Greenwashing refers to when companies and other organizations attempt to cultivate a ‘climate friendly’ or environmentally responsible public image, without taking meaningful strides toward climate action.
Greenwashing and Earth Day
Beginning in 1970, Earth Day was conceived in response to a massive oil spill in Santa Barbara, California, to galvanize collective action for environmental protection.
Having one day to mark an important issue is useful – it creates opportunities for advocates to gather support, for media to amplify coverage of the climate crisis, and for people to reflect on issues that they may not usually have the time or space to.
But along with meaningful climate action, Earth Day has also become rife with corporate greenwashing. Let’s take a look at how to spot it.
climate committments without follow-through
Many companies and organizations use high-visibility days like Earth Day to make announcements, like setting net-zero or sustainability targets, new funds for climate action, etc. But sometimes, these announcements come with no clear pathway to how they will achieve these goals.
Questions to ask:
- Is there a publicly visible plan for implementation?

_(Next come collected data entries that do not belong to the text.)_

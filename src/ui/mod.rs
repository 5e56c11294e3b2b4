//! Terminal rendering.

pub mod game_common;
pub mod history_scene;
pub mod snake_scene;

use crate::input::GameOverlay;
use ratatui::Frame;
use serpent::core::EventLog;
use serpent::history::Leaderboard;
use serpent::snake::Snapshot;

/// Draw one frame: the game screen plus any open overlay.
pub fn draw_ui(
    frame: &mut Frame,
    snapshot: &Snapshot,
    log: &EventLog,
    board: &Leaderboard,
    overlay: GameOverlay,
) {
    let size = frame.size();
    let best = board.best().map(|r| r.score);
    snake_scene::render_snake_scene(frame, size, snapshot, log, best);

    if overlay == GameOverlay::History {
        history_scene::render_history_scene(frame, size, board);
    }
}
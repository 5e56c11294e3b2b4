//! Leaderboard modal.

use super::game_common::centered_rect;
use ratatui::{
    layout::{Alignment, Rect},
    style::{Color, Modifier, Style},
    text::{Line, Span},
    widgets::{Block, Borders, Clear, Paragraph},
    Frame,
};
use serpent::history::{HistoryRecord, Leaderboard};
use serpent::snake::format_elapsed;

const MODAL_WIDTH: u16 = 50;

/// One formatted leaderboard row.
fn history_row(rank: usize, record: &HistoryRecord) -> String {
    format!(
        "#{:<2} {:>7}  {:>6}  {}",
        rank,
        record.score,
        format_elapsed(record.elapsed_seconds),
        record.timestamp
    )
}

/// Render the top games as a centered modal.
pub fn render_history_scene(frame: &mut Frame, area: Rect, board: &Leaderboard) {
    let rows = board.len().max(1) as u16;
    let modal = centered_rect(area, MODAL_WIDTH, rows + 6);
    frame.render_widget(Clear, modal);

    let block = Block::default()
        .title(" History ")
        .borders(Borders::ALL)
        .border_style(
            Style::default()
                .fg(Color::Yellow)
                .add_modifier(Modifier::BOLD),
        );
    let inner = block.inner(modal);
    frame.render_widget(block, modal);

    let mut lines = vec![
        Line::from(Span::styled(
            format!("{:<3} {:>7}  {:>6}  {}", "", "Score", "Time", "Date"),
            Style::default().fg(Color::DarkGray),
        )),
        Line::from(""),
    ];

    if board.is_empty() {
        lines.push(Line::from(Span::styled(
            "No games yet",
            Style::default().fg(Color::DarkGray),
        )));
    }
    for (i, record) in board.records().iter().enumerate() {
        let color = if i == 0 { Color::Yellow } else { Color::White };
        lines.push(Line::from(Span::styled(
            history_row(i + 1, record),
            Style::default().fg(color),
        )));
    }

    lines.push(Line::from(""));
    lines.push(Line::from(Span::styled(
        "[H] Close",
        Style::default().fg(Color::DarkGray),
    )));

    frame.render_widget(Paragraph::new(lines).alignment(Alignment::Center), inner);
}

- Are there short-term and long-term checkpoints?
- Are the climate pledges accompanied by sufficient funding to achieve them?
- Do the pledges have plans for direct emissions reductions, or do they rely on offsets to meet their goals?
- Is there a person or department accountable to achieving these goals?
Tokenization of grassroots activists
Earth Day can be a valuable opportunity for activists to have their work amplified across diverse platforms to reach wide audiences. However, it is a reality that companies derive significant social capital from proximity to social movements, and it may not always be a fair exchange.
Questions to ask:
- Are companies compensating activists for their time doing interviews, social media takeovers, or sharing written pieces?
- Are companies doing something more than profiling leaders? Are people being given real funding and resources for their projects?
- Are companies telling the stories of environmental leaders with their consent, and ‘passing the mic‘ whenever possible?
launching new ‘green’ products
Many corporations see Earth Day as a prime opportunity to launch or increase visibility around a new ‘green’ product or initiative, from sustainable fashion lines to new skincare lines to products made from recycled materials.
Unfortunately, sometimes these ‘green’ products make up a tiny percentage of the company’s overall production cycle.
Questions to ask:
- What percentage of the company’s overall product line or output do these ‘green’ products take up?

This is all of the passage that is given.